**Exercise instructions**. Within the entries below, the lines from the one with "a typed section." through the one with "fn from(value: String)" are to be set down exactly, both ends kept.

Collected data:
━━━━━━━━
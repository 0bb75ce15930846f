use axum::response::{IntoResponse, Response};
use ecomm_core::HttpError;
use ecomm_data::{DataError, ErrorKind};

/// Handler error. Storage failures are classified here; their detail is
/// logged and never sent to the client.
#[derive(Debug)]
pub enum AppError {
    NotFound(String),
    Cancelled(String),
    Timeout(String),
    Storage(DataError),
    Http(HttpError),
}

impl From<DataError> for AppError {
    fn from(err: DataError) -> Self {
        match err.kind() {
            ErrorKind::Cancelled => AppError::Cancelled(err.to_string()),
            ErrorKind::DeadlineExceeded => AppError::Timeout(err.to_string()),
            _ => match err {
                DataError::NotFound(msg) => AppError::NotFound(msg),
                other => AppError::Storage(other),
            },
        }
    }
}

impl From<HttpError> for AppError {
    fn from(err: HttpError) -> Self {
        AppError::Http(err)
    }
}

impl IntoResponse for AppError {
    fn into_response(self) -> Response {
        let http = match self {
            AppError::NotFound(msg) => HttpError::NotFound(msg),
            AppError::Cancelled(msg) => {
                tracing::warn!(error = %msg, "request cancelled");
                HttpError::ServiceUnavailable("request cancelled".into())
            }
            AppError::Timeout(msg) => {
                tracing::warn!(error = %msg, "request timed out");
                HttpError::GatewayTimeout("request timed out".into())
            }
            AppError::Storage(err) => {
                tracing::error!(error = %err, kind = ?err.kind(), "storage failure");
                HttpError::Internal("Internal server error".into())
            }
            AppError::Http(err) => err,
        };
        http.into_response()
    }
}
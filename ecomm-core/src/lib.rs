//! # ecomm-core: runtime plumbing
//!
//! | Item | Description |
//! |------|-------------|
//! | [`EcommConfig`] | Layered YAML + `.env` + environment configuration |
//! | [`ConfigProperties`] | Typed configuration sections |
//! | [`init_tracing`] | Global `tracing` subscriber (`RUST_LOG`-aware) |
//! | [`default_trace`], [`catch_panic_layer`] | `tower-http` layers for the router |
//! | [`HttpError`], [`error_response`] | JSON `{ "error": ... }` responses |
//! | [`validate`] | Run `garde` rules, mapping a report to a 400 |
//! | [`health::health_routes`] | `GET /health` |

pub mod config;
pub mod error;
pub mod health;
pub mod layers;
pub mod validation;

pub use config::{ConfigError, ConfigProperties, ConfigValue, EcommConfig, FromConfigValue};
pub use error::{error_response, HttpError};
pub use layers::{catch_panic_layer, default_trace, init_tracing};
pub use validation::{validate, FieldError, ValidationErrorResponse};

pub mod prelude {
    //! Re-exports of the most commonly used types.
    pub use crate::{
        ConfigError, ConfigProperties, EcommConfig, HttpError, catch_panic_layer, default_trace,
        init_tracing, validate,
    };
}
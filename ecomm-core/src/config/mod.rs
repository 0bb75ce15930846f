mod loader;
pub mod typed;
pub mod value;

use std::collections::HashMap;
use std::path::Path;

pub use typed::ConfigProperties;
pub use value::{ConfigValue, FromConfigValue};

/// Environment variable that selects the active profile.
pub const PROFILE_ENV: &str = "ECOMM_PROFILE";

/// Error type for configuration operations.
#[derive(Debug)]
pub enum ConfigError {
    /// The requested key was not found in the configuration.
    NotFound(String),
    /// The value could not be converted to the requested type.
    TypeMismatch {
        key: String,
        expected: &'static str,
        found: &'static str,
    },
    /// An I/O or YAML parsing error occurred while loading config files.
    Load(String),
}

impl std::fmt::Display for ConfigError {
    fn fmt(&self, f: &mut std::fmt::Formatter<'_>) -> std::fmt::Result {
        match self {
            ConfigError::NotFound(key) => write!(f, "Config key not found: {key}"),
            ConfigError::TypeMismatch { key, expected, found } => {
                write!(f, "Config type mismatch for '{key}': expected {expected}, found {found}")
            }
            ConfigError::Load(msg) => write!(f, "Config load error: {msg}"),
        }
    }
}

impl std::error::Error for ConfigError {}

/// Service configuration loaded from YAML files, `.env` files, and environment variables.
///
/// Resolution order (lowest to highest priority):
/// 1. `application.yaml` (base)
/// 2. `application-{profile}.yaml` (profile override)
/// 3. `.env` file (loaded into process environment)
/// 4. `.env.{profile}` file (loaded into process environment)
/// 5. Environment variables (e.g., `DATABASE_URL` overrides `database.url`,
///    `SERVER_REQUEST_TIMEOUT_MS` overrides `server.request-timeout-ms`)
///
/// `.env` files never overwrite already-set environment variables.
///
/// Profile is determined by: `ECOMM_PROFILE` env var > argument > default `"dev"`.
#[derive(Debug, Clone)]
pub struct EcommConfig {
    values: HashMap<String, ConfigValue>,
    profile: String,
}

impl EcommConfig {
    /// Load configuration for `profile` from the current working directory.
    pub fn load(profile: &str) -> Result<Self, ConfigError> {
        Self::load_from(Path::new("."), profile)
    }

    /// Load configuration for `profile`, looking for the YAML and `.env` files in `dir`.
    pub fn load_from(dir: &Path, profile: &str) -> Result<Self, ConfigError> {
        let active_profile = std::env::var(PROFILE_ENV).unwrap_or_else(|_| profile.to_string());

        let mut values = HashMap::new();

        let base = loader::load_yaml_file(&dir.join("application.yaml"), &mut values)?;
        let overlay = loader::load_yaml_file(
            &dir.join(format!("application-{active_profile}.yaml")),
            &mut values,
        )?;

        // Missing .env files are not an error.
        let _ = dotenvy::from_path(dir.join(".env"));
        let _ = dotenvy::from_path(dir.join(format!(".env.{active_profile}")));

        loader::overlay_env(&mut values, std::env::vars());

        tracing::debug!(
            profile = %active_profile,
            base_file = base,
            profile_file = overlay,
            keys = values.len(),
            "configuration loaded"
        );

        Ok(EcommConfig {
            values,
            profile: active_profile,
        })
    }

    /// Create a config from a YAML string (useful for testing).
    pub fn from_yaml_str(yaml: &str, profile: &str) -> Result<Self, ConfigError> {
        let mut values = HashMap::new();
        loader::load_yaml_str(yaml, &mut values)?;
        Ok(EcommConfig {
            values,
            profile: profile.to_string(),
        })
    }

    /// Create an empty config (useful for testing).
    pub fn empty() -> Self {
        EcommConfig {
            values: HashMap::new(),
            profile: "test".to_string(),
        }
    }

    /// Set a value programmatically.
    pub fn set(&mut self, key: &str, value: impl Into<ConfigValue>) {
        self.values.insert(key.to_string(), value.into());
    }

    /// Get a typed value for the given dot-separated key.
    ///
    /// A key that is only present in normalized form (set from an environment
    /// variable with no YAML counterpart) is found as well.
    ///
    /// # Errors
    ///
    /// Returns `ConfigError::NotFound` if the key does not exist, or
    /// `ConfigError::TypeMismatch` if the value cannot be converted.
    pub fn get<V: FromConfigValue>(&self, key: &str) -> Result<V, ConfigError> {
        let value = self
            .values
            .get(key)
            .or_else(|| self.values.get(&loader::normalize_key(key)))
            .ok_or_else(|| ConfigError::NotFound(key.to_string()))?;
        V::from_config_value(value, key)
    }

    /// Get a typed value, returning `default` only if the key is missing.
    ///
    /// A present value of the wrong type is still an error.
    pub fn get_or<V: FromConfigValue>(&self, key: &str, default: V) -> Result<V, ConfigError> {
        match self.get(key) {
            Err(ConfigError::NotFound(_)) => Ok(default),
            other => other,
        }
    }

    pub fn contains_key(&self, key: &str) -> bool {
        self.values.contains_key(key) || self.values.contains_key(&loader::normalize_key(key))
    }

    /// The active profile name.
    pub fn profile(&self) -> &str {
        &self.profile
    }

    /// Build a typed section.
    pub fn section<C: ConfigProperties>(&self) -> Result<C, ConfigError> {
        C::from_config(self)
    }
}

impl From<&str> for ConfigValue {
    fn from(value: &str) -> Self {
        ConfigValue::String(value.to_string())
    }
}

impl From<String> for ConfigValue {
    fn from(value: String) -> Self {
        ConfigValue::String(value)
    }
}

impl From<i64> for ConfigValue {
    fn from(value: i64) -> Self {
        ConfigValue::Integer(value)
    }
}

impl From<f64> for ConfigValue {
    fn from(value: f64) -> Self {
        ConfigValue::Float(value)
    }
}

impl From<bool> for ConfigValue {
    fn from(value: bool) -> Self {
        ConfigValue::Bool(value)
    }
}
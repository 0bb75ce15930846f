use serde::Serialize;

use crate::error::HttpError;

/// A field-level validation error.
#[derive(Debug, Clone, Serialize)]
pub struct FieldError {
    pub field: String,
    pub message: String,
}

/// Payload of [`HttpError::Validation`].
#[derive(Debug, Clone, Serialize)]
pub struct ValidationErrorResponse {
    pub errors: Vec<FieldError>,
}

/// Run the `garde` rules declared on `value`.
///
/// ```ignore
/// async fn create(Json(body): Json<CreateProductRequest>) -> Result<..., AppError> {
///     validate(&body)?;
///     ...
/// }
/// ```
pub fn validate<T>(value: &T) -> Result<(), HttpError>
where
    T: garde::Validate,
    T::Context: Default,
{
    value.validate().map_err(|report| HttpError::Validation(convert_report(&report)))
}

fn convert_report(report: &garde::Report) -> ValidationErrorResponse {
    let errors = report
        .iter()
        .map(|(path, error)| {
            let field = path.to_string();
            FieldError {
                field: if field.is_empty() { "value".to_string() } else { field },
                message: error.message().to_string(),
            }
        })
        .collect();
    ValidationErrorResponse { errors }
}
use axum::Router;
use ecomm_core::health::health_routes;
use ecomm_core::{catch_panic_layer, default_trace};
use ecomm_data::CatalogStore;

use crate::controllers::{order_controller, product_controller};
use crate::state::AppState;

/// Build the application router around `state`.
///
/// The router is a plain value; callers own it and hand it to [`serve`](crate::server::serve)
/// or to a test client.
pub fn router<S: CatalogStore>(state: AppState<S>) -> Router {
    Router::<AppState<S>>::new()
        .merge(product_controller::routes::<S>())
        .merge(order_controller::routes::<S>())
        .merge(health_routes::<AppState<S>>())
        .with_state(state)
        .layer(catch_panic_layer())
        .layer(default_trace())
}
//! # ecomm-data-sqlx: SQLx storage engine
//!
//! Implements the [`CatalogStore`](ecomm_data::CatalogStore) contract from
//! `ecomm-data` on top of [SQLx](https://github.com/launchbadge/sqlx).
//!
//! # What's in this crate
//!
//! | Item | Description |
//! |------|-------------|
//! | [`SqlxStore`] | Pool-backed store; transactional `create_order` / `delete_order` |
//! | [`with_transaction`] | Run a unit of work in a transaction with guaranteed release |
//! | [`SqlxErrorExt`] | Convert `sqlx::Error` → `DataError` (`.into_read_error()` / `.into_write_error()`) |
//! | [`ensure_schema`] | Bootstrap DDL for `products`, `orders`, `order_items` |
//!
//! # Feature flags
//!
//! | Feature  | Driver |
//! |----------|--------|
//! | `sqlite` | SQLite via `sqlx/sqlite` (default) |
//! | `mysql`  | MySQL via `sqlx/mysql` |
//!
//! # Quick start
//!
//! ```ignore
//! use ecomm_data::prelude::*;
//! use ecomm_data_sqlx::{ensure_schema, SqlxStore};
//!
//! let store = SqlxStore::connect("sqlite::memory:", 1).await?;
//! ensure_schema(store.pool()).await?;
//!
//! let ctx = ExecContext::background();
//! let order = Order::new("card", 1.0, 2.0, 13.0)
//!     .with_item(OrderItem::new(7, "Widget", 1, 10.0));
//! let order = store.create_order(&ctx, order).await?;
//! assert!(order.items.iter().all(|item| item.order_id == order.id));
//! ```

pub mod backend;
pub mod error;
pub mod schema;
pub mod store;
pub mod tx;

pub use backend::{Db, DbPool, DbTransaction};
pub use error::SqlxErrorExt;
pub use schema::ensure_schema;
pub use store::SqlxStore;
pub use tx::with_transaction;

/// Re-exports of the most commonly used types from both `ecomm-data` and this crate.
pub mod prelude {
    pub use crate::{ensure_schema, with_transaction, SqlxErrorExt, SqlxStore};
    pub use ecomm_data::prelude::*;
}
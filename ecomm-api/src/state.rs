use std::time::Duration;

use ecomm_data::{CatalogStore, ExecContext};
use tokio_util::sync::CancellationToken;

use crate::service::CatalogService;

/// Shared handler state.
pub struct AppState<S> {
    pub catalog: CatalogService<S>,
    pub request_timeout: Duration,
    pub shutdown: CancellationToken,
}

impl<S> Clone for AppState<S> {
    fn clone(&self) -> Self {
        Self {
            catalog: self.catalog.clone(),
            request_timeout: self.request_timeout,
            shutdown: self.shutdown.clone(),
        }
    }
}

impl<S: CatalogStore> AppState<S> {
    pub fn new(store: S, request_timeout: Duration, shutdown: CancellationToken) -> Self {
        Self {
            catalog: CatalogService::new(store),
            request_timeout,
            shutdown,
        }
    }

    /// Context for one request: cancelled on shutdown, bounded by the request timeout.
    pub fn request_context(&self) -> ExecContext {
        ExecContext::from_token(self.shutdown.child_token()).with_timeout(self.request_timeout)
    }
}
━━━━━━━━
**Response**.
    /// Build a typed section.
    pub fn section<C: ConfigProperties>(&self) -> Result<C, ConfigError> {
        C::from_config(self)
    }
}

impl From<&str> for ConfigValue {
    fn from(value: &str) -> Self {
        ConfigValue::String(value.to_string())
    }
}

impl From<String> for ConfigValue {
    fn from(value: String) -> Self {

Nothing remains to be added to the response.